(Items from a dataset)
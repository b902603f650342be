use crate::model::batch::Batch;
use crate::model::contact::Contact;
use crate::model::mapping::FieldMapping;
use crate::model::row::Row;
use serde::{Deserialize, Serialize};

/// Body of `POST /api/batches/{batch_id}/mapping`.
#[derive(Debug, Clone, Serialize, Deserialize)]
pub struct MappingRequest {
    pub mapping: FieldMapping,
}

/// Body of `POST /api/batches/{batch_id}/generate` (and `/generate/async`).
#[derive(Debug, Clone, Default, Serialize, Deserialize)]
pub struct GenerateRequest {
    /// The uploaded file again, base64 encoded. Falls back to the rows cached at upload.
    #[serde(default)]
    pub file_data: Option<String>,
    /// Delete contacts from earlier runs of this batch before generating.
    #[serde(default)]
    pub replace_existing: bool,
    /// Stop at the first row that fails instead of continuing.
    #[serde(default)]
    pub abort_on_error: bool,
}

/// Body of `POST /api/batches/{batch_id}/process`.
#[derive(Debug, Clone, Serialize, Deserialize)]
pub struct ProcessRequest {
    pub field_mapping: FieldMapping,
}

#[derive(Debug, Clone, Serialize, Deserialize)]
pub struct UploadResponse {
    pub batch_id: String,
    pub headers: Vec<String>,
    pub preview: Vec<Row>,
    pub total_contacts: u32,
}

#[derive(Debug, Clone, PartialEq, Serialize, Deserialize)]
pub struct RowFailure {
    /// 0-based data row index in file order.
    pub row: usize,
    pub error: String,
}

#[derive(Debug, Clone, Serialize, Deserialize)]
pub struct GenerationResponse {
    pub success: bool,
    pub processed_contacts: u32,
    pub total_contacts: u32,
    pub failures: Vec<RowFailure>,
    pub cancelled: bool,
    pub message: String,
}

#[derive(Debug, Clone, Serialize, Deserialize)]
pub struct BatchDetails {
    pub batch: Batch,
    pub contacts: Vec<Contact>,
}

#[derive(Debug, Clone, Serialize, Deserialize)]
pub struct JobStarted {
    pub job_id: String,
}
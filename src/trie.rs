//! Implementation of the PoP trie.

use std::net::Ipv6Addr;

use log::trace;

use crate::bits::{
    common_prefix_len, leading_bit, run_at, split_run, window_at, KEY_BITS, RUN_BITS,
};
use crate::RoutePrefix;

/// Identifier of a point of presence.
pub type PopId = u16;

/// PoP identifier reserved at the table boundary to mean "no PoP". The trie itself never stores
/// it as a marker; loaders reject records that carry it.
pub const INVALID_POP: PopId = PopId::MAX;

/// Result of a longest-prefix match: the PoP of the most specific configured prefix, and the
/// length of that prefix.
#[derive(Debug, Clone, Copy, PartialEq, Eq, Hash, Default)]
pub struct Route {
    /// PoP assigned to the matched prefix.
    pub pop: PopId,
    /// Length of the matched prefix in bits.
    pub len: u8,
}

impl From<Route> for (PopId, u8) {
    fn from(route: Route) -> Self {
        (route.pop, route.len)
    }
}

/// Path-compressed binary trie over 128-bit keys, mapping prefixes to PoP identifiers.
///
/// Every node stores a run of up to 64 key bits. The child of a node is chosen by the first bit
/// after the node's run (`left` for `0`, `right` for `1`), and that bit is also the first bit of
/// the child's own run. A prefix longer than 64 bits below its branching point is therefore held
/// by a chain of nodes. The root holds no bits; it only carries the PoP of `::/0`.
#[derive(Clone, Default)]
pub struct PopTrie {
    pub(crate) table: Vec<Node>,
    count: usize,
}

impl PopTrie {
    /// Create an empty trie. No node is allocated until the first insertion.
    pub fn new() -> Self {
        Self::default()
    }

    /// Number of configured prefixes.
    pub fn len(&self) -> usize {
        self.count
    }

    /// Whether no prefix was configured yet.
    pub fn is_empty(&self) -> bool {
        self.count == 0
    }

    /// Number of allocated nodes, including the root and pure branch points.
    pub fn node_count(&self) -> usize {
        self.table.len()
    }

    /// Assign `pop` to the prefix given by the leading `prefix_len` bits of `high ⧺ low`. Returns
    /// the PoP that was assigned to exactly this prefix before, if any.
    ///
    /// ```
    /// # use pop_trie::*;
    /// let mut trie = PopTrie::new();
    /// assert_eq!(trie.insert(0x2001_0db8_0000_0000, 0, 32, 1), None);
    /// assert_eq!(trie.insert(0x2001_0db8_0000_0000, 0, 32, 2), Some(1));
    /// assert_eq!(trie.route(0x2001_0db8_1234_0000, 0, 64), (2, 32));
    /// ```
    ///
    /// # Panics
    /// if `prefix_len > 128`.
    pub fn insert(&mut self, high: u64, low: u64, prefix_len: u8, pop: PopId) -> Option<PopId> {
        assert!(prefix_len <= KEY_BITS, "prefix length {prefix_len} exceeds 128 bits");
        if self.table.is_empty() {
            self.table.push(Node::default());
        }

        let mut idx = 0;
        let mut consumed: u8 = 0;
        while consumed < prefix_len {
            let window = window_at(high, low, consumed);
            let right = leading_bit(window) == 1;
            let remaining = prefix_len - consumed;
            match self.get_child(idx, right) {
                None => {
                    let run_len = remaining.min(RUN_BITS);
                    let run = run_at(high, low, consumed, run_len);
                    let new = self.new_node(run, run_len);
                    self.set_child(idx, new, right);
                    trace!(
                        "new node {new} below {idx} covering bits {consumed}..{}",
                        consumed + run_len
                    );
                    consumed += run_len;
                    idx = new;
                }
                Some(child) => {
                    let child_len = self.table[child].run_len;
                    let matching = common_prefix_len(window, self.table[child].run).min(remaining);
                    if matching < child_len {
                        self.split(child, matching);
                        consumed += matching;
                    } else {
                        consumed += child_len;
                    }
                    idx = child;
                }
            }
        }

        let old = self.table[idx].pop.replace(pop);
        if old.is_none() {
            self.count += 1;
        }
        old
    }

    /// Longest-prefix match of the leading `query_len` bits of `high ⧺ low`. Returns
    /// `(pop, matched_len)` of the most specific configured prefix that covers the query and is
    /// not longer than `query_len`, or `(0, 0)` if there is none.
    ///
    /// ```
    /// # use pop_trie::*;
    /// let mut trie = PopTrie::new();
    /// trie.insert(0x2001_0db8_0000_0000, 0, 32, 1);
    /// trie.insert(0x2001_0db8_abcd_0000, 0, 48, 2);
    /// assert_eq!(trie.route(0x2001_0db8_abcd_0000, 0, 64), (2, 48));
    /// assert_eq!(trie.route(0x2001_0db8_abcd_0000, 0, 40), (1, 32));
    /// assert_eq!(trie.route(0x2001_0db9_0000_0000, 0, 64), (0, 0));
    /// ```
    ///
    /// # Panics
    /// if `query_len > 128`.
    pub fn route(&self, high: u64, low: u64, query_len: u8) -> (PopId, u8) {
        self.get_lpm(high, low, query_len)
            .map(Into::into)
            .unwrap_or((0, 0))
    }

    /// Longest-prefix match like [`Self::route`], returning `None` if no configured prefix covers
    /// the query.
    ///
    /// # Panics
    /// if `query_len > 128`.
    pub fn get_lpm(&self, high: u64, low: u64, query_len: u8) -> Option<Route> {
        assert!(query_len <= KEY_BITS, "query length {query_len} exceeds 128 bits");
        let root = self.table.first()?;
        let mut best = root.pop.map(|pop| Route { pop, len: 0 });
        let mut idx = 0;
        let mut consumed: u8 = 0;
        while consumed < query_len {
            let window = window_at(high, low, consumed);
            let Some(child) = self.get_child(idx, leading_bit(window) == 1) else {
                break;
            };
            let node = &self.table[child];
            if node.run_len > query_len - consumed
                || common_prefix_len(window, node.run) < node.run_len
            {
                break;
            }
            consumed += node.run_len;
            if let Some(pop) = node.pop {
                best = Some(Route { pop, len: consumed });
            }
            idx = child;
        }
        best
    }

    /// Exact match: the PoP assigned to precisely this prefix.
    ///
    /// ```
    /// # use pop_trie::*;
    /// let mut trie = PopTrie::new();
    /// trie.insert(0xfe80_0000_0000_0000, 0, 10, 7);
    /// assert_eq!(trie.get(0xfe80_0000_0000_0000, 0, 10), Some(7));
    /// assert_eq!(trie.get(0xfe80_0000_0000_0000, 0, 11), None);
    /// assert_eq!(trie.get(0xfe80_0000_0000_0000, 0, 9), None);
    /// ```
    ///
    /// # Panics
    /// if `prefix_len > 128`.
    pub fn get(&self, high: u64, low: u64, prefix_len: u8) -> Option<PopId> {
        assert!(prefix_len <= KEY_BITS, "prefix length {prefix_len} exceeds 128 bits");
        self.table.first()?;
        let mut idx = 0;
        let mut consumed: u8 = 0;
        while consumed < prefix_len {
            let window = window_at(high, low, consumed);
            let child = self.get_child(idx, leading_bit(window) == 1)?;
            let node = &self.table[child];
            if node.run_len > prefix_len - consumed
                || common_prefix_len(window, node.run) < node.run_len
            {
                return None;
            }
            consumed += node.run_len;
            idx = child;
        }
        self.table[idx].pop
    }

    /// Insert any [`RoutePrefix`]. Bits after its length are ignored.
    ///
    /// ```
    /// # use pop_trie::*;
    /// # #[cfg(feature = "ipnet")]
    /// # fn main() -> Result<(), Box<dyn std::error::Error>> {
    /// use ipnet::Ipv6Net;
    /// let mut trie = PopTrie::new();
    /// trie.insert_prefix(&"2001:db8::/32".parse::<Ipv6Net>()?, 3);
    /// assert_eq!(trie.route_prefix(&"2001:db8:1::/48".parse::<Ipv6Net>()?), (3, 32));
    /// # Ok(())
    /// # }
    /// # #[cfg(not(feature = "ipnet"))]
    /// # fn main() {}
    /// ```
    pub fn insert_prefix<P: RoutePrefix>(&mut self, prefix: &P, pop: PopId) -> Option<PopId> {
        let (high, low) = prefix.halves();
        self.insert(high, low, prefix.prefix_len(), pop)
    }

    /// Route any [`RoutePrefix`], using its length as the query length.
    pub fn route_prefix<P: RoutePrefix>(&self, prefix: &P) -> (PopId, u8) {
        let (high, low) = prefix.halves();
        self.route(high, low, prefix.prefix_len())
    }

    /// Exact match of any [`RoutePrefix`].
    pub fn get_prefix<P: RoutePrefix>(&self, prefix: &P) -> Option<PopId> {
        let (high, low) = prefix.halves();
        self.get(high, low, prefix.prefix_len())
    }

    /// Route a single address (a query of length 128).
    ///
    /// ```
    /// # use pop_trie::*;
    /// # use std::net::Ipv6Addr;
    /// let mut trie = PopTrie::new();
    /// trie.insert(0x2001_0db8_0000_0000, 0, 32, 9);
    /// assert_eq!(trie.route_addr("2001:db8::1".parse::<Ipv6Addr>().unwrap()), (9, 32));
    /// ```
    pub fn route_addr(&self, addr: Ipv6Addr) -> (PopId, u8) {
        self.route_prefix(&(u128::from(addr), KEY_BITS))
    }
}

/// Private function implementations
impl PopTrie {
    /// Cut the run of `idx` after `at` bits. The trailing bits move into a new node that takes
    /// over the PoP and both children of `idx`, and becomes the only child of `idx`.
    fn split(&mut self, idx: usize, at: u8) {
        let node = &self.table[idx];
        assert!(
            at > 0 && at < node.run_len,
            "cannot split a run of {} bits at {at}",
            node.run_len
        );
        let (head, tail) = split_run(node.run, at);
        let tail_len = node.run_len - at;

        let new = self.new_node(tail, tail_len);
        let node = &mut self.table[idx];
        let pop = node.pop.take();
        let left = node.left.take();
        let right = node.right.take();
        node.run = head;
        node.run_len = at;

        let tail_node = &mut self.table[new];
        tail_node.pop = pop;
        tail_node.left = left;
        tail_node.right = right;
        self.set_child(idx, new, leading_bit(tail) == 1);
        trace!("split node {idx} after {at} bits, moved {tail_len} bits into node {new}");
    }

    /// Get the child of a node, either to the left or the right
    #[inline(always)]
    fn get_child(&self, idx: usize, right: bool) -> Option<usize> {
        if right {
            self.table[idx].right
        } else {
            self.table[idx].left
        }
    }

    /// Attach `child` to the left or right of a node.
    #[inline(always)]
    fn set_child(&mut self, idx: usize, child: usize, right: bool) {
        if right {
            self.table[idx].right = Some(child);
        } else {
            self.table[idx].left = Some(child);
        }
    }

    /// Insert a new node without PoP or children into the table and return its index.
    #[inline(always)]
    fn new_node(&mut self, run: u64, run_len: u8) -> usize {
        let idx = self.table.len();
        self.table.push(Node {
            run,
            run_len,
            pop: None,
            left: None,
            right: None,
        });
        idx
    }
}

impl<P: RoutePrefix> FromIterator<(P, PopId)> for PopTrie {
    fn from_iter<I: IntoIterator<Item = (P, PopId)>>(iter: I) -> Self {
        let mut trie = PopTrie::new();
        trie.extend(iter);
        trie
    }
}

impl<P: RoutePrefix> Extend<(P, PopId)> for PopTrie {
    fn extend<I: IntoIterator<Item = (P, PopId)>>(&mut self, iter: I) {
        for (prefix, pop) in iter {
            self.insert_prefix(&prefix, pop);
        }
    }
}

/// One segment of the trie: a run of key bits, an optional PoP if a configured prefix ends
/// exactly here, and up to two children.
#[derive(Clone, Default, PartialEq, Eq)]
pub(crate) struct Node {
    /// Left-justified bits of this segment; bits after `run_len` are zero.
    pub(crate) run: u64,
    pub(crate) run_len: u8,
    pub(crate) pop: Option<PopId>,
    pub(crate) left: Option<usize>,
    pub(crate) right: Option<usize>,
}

[Description of the task] The expected answer is every line in the data above that carries the string "POST".

[Output of the exercise]
/// Body of `POST /api/batches/{batch_id}/mapping`.
/// Body of `POST /api/batches/{batch_id}/generate` (and `/generate/async`).
/// Body of `POST /api/batches/{batch_id}/process`.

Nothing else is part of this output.